Is there a way to read in a two-columned CSV file, and based on the fields in 1st column, output many different files? The input/output looks something like:
input.csv:
call Call Mom.
call Call T-Mobile.
go Go home.
go Go to school.
go Go to gas station.
play Play music.
play Play Beatles.
outputs 3 files:
call.xml
<value><tokens><token>Call</token><token>Mom</token></tokens></value>
<value><tokens><token>Call</token><token>T-Mobile</token></tokens></value>
go.xml
<value><tokens><token>Go</token><token>home</token></tokens></value>
<value><tokens><token>Go</token><token>to</token><token>school</token></tokens></value>
<value><tokens><token>Go</token><token>to</token><token>gas</token><token>station</token></tokens></value>
play.xml
<value><tokens><token>Play</token><token>music</token></tokens></value>
<value><tokens><token>Play</token><token>Beatles</token></tokens></value>
I'm stuck at the part of checking which items in 1st column are the same, then saving all those identical items along with their rows into a new list?? Is this possible to do with shell scripts, or would I need to use Python?
rdrtx1
December 5, 2012, 3:54pm
2
try:
while read f l
do
printf "<value>" >> $f.xml
for w in ${l%[.]}
do
printf "<token>$w</token>" >> $f.xml
done
printf "</value>\n" >> $f.xml
done < input
1 Like
Yoda
December 5, 2012, 4:05pm
3
sort input.csv | awk ' { print $1 } ' | uniq | while read file
do
awk -v FL=$file '$1==FL {
for (i=2;i<=NF;i++) {
if(i==NF) printf "%s", "<tokens>"$i"</tokens></value>\n";
if(i==2) printf "%s", "<value><tokens>"$i"</tokens>"
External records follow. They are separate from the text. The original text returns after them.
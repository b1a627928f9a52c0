//! Conversation request model.
//!
//! A [`ConversationRequest`] is everything the dispatcher knows about one chat
//! message: who is asking, on behalf of which client, what they said, and a
//! bounded slice of what was said before. It is immutable once built.

use serde::{Deserialize, Serialize};

/// Speaker of a prior turn.
#[derive(Debug, Clone, Copy, PartialEq, Eq, Serialize, Deserialize)]
#[serde(rename_all = "lowercase")]
pub enum Role {
    User,
    Assistant,
    System,
}

impl Role {
    pub fn as_str(&self) -> &'static str {
        match self {
            Role::User => "user",
            Role::Assistant => "assistant",
            Role::System => "system",
        }
    }
}

impl std::fmt::Display for Role {
    fn fmt(&self, f: &mut std::fmt::Formatter<'_>) -> std::fmt::Result {
        f.write_str(self.as_str())
    }
}

/// One earlier message in the conversation.
#[derive(Debug, Clone, PartialEq, Eq, Serialize, Deserialize)]
pub struct PriorTurn {
    pub role: Role,
    pub content: String,
}

impl PriorTurn {
    pub fn new(role: Role, content: impl Into<String>) -> Self {
        Self {
            role,
            content: content.into(),
        }
    }
}

/// The authenticated user the message is sent on behalf of.
#[derive(Debug, Clone, PartialEq, Eq, Default, Serialize, Deserialize)]
pub struct RequestingUser {
    pub id: String,
    #[serde(default, skip_serializing_if = "Option::is_none")]
    pub display_name: Option<String>,
    #[serde(default, skip_serializing_if = "Option::is_none")]
    pub email: Option<String>,
}

impl RequestingUser {
    pub fn new(id: impl Into<String>) -> Self {
        Self {
            id: id.into(),
            ..Default::default()
        }
    }

    pub fn with_email(mut self, email: impl Into<String>) -> Self {
        self.email = Some(email.into());
        self
    }

    pub fn with_display_name(mut self, name: impl Into<String>) -> Self {
        self.display_name = Some(name.into());
        self
    }

    /// Identity shown to the model: email, then display name, then id.
    pub fn display_identity(&self) -> &str {
        [self.email.as_deref(), self.display_name.as_deref()]
            .into_iter()
            .flatten()
            .find(|s| !s.trim().is_empty())
            .unwrap_or(&self.id)
    }
}

/// A single chat message to answer.
#[derive(Debug, Clone)]
pub struct ConversationRequest {
    client_id: String,
    user: RequestingUser,
    message: String,
    history: Vec<PriorTurn>,
    credential: Option<String>,
}

impl ConversationRequest {
    pub fn new(
        client_id: impl Into<String>,
        user: RequestingUser,
        message: impl Into<String>,
    ) -> Self {
        Self {
            client_id: client_id.into(),
            user,
            message: message.into(),
            history: Vec::new(),
            credential: None,
        }
    }

    pub fn with_history(mut self, history: Vec<PriorTurn>) -> Self {
        self.history = history;
        self
    }

    /// Attach the caller's bearer token, forwarded to the agent process.
    pub fn with_credential(mut self, credential: impl Into<String>) -> Self {
        self.credential = Some(credential.into());
        self
    }

    pub fn client_id(&self) -> &str {
        &self.client_id
    }

    pub fn user(&self) -> &RequestingUser {
        &self.user
    }

    pub fn message(&self) -> &str {
        &self.message
    }

    pub fn history(&self) -> &[PriorTurn] {
        &self.history
    }

    pub fn credential(&self) -> Option<&str> {
        self.credential.as_deref()
    }

    /// The last `limit` turns in original order. Older turns are dropped.
    pub fn recent_turns(&self, limit: usize) -> &[PriorTurn] {
        let start = self.history.len().saturating_sub(limit);
        &self.history[start..]
    }
}
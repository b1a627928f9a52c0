//! Parley: supervised single-shot dispatch of chat messages to an external
//! agent process, with a direct chat-completion fallback.
//!
//! [`dispatch::Dispatcher::send_message`] is the entry point. It always
//! resolves to a reply string for expected failures; see [`error`] for the
//! failure taxonomy.

pub mod agent;
pub mod cli;
pub mod commands;
pub mod config;
pub mod conversation;
pub mod dispatch;
pub mod error;
pub mod exit_codes;
pub mod fallback;
pub mod logging;

#[cfg(test)]
pub(crate) mod test_support;

pub use conversation::{ConversationRequest, PriorTurn, RequestingUser, Role};
pub use dispatch::Dispatcher;
pub use error::{DispatchFailure, ParleyError, Result};
//! Implementation of the `parley config` command.

use crate::config::Config;
use crate::error::Result;

/// Execute the `parley config` command.
///
/// Prints the effective configuration, including whether a model key is set.
pub fn cmd_config(config: &Config) -> Result<()> {
    print!("{}", config.to_yaml()?);
    println!(
        "# fallback api key: {}",
        if config.has_fallback_credential() {
            "set"
        } else {
            "not set"
        }
    );
    Ok(())
}
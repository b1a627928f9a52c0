//! Implementation of the `parley extract` command.

use super::read_stdin;
use crate::agent::{Extraction, ReplyExtractor};
use crate::cli::ExtractArgs;
use crate::config::Config;
use crate::error::{ParleyError, Result};

/// Execute the `parley extract` command.
pub fn cmd_extract(config: &Config, args: ExtractArgs) -> Result<()> {
    let output = match &args.file {
        Some(path) => std::fs::read_to_string(path).map_err(|e| {
            ParleyError::UserError(format!("failed to read '{}': {}", path.display(), e))
        })?,
        None => read_stdin("agent output")?,
    };

    let reply = extract_reply(config, args.marker.as_deref(), &output)?;
    println!("{}", reply);
    Ok(())
}

fn extract_reply(config: &Config, marker: Option<&str>, output: &str) -> Result<String> {
    let extractor = match marker {
        Some(marker) if !marker.trim().is_empty() => {
            ReplyExtractor::new(marker, config.degenerate_regexes()?)
        }
        Some(_) => return Err(ParleyError::UserError("--marker must not be empty".to_string())),
        None => ReplyExtractor::from_config(config)?,
    };

    match extractor.extract(output) {
        Extraction::Reply(reply) => Ok(reply),
        Extraction::NotFound => Err(ParleyError::UserError(format!(
            "no '{}' line found in the output",
            extractor.marker()
        ))),
        Extraction::Degenerate(reply) => Err(ParleyError::UserError(format!(
            "reply '{}' is startup noise, not an answer",
            reply
        ))),
    }
}
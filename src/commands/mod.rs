//! Command implementations for parley.
//!
//! This module provides the dispatcher that routes CLI commands to their
//! implementations.

mod config_cmd;
mod extract;
mod send;

use crate::cli::{Cli, Command};
use crate::config::Config;
use crate::error::{ParleyError, Result};
use std::io::Read;

/// Dispatch a command to its implementation.
pub async fn dispatch(cli: Cli) -> Result<()> {
    let config = Config::resolve(cli.config.as_deref())?;

    match cli.command {
        Command::Send(args) => send::cmd_send(&config, args).await,
        Command::Extract(args) => extract::cmd_extract(&config, args),
        Command::Config => config_cmd::cmd_config(&config),
    }
}

/// Read all of stdin as text, for commands that take their input there.
fn read_stdin(what: &str) -> Result<String> {
    let mut buf = String::new();
    std::io::stdin()
        .read_to_string(&mut buf)
        .map_err(|e| ParleyError::UserError(format!("failed to read {} from stdin: {}", what, e)))?;
    Ok(buf)
}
if(i!=NF && i!=2) printf "%s", "<tokens>"$i"</tokens>";
}
}' input.csv > $file.xml
done
What if you wanted to add a line at the beginning and end of file?
call.xml
<head><body>
<value><tokens><token>Call</token><token>Mom</token></tokens></value>
<value><tokens><token>Call</token><token>T-Mobile</token></tokens></value>
</head></body>
Yoda
December 6, 2012, 8:16pm
5
sort input.csv | awk ' { print $1 } ' | uniq | while read file
do
echo "<head><body>" > $file.xml
awk -v FL=$file '$1==FL {
for (i=2;i<=NF;i++) {
if(i==NF) printf "%s", "<tokens>"$i"</tokens></value>\n";
if(i==2) printf "%s", "<value><tokens>"$i"</tokens>"
if(i!=NF && i!=2) printf "%s", "<tokens>"$i"</tokens>";
}
}' input.csv >> $file.xml
echo "</body></head>" >> $file.xml
done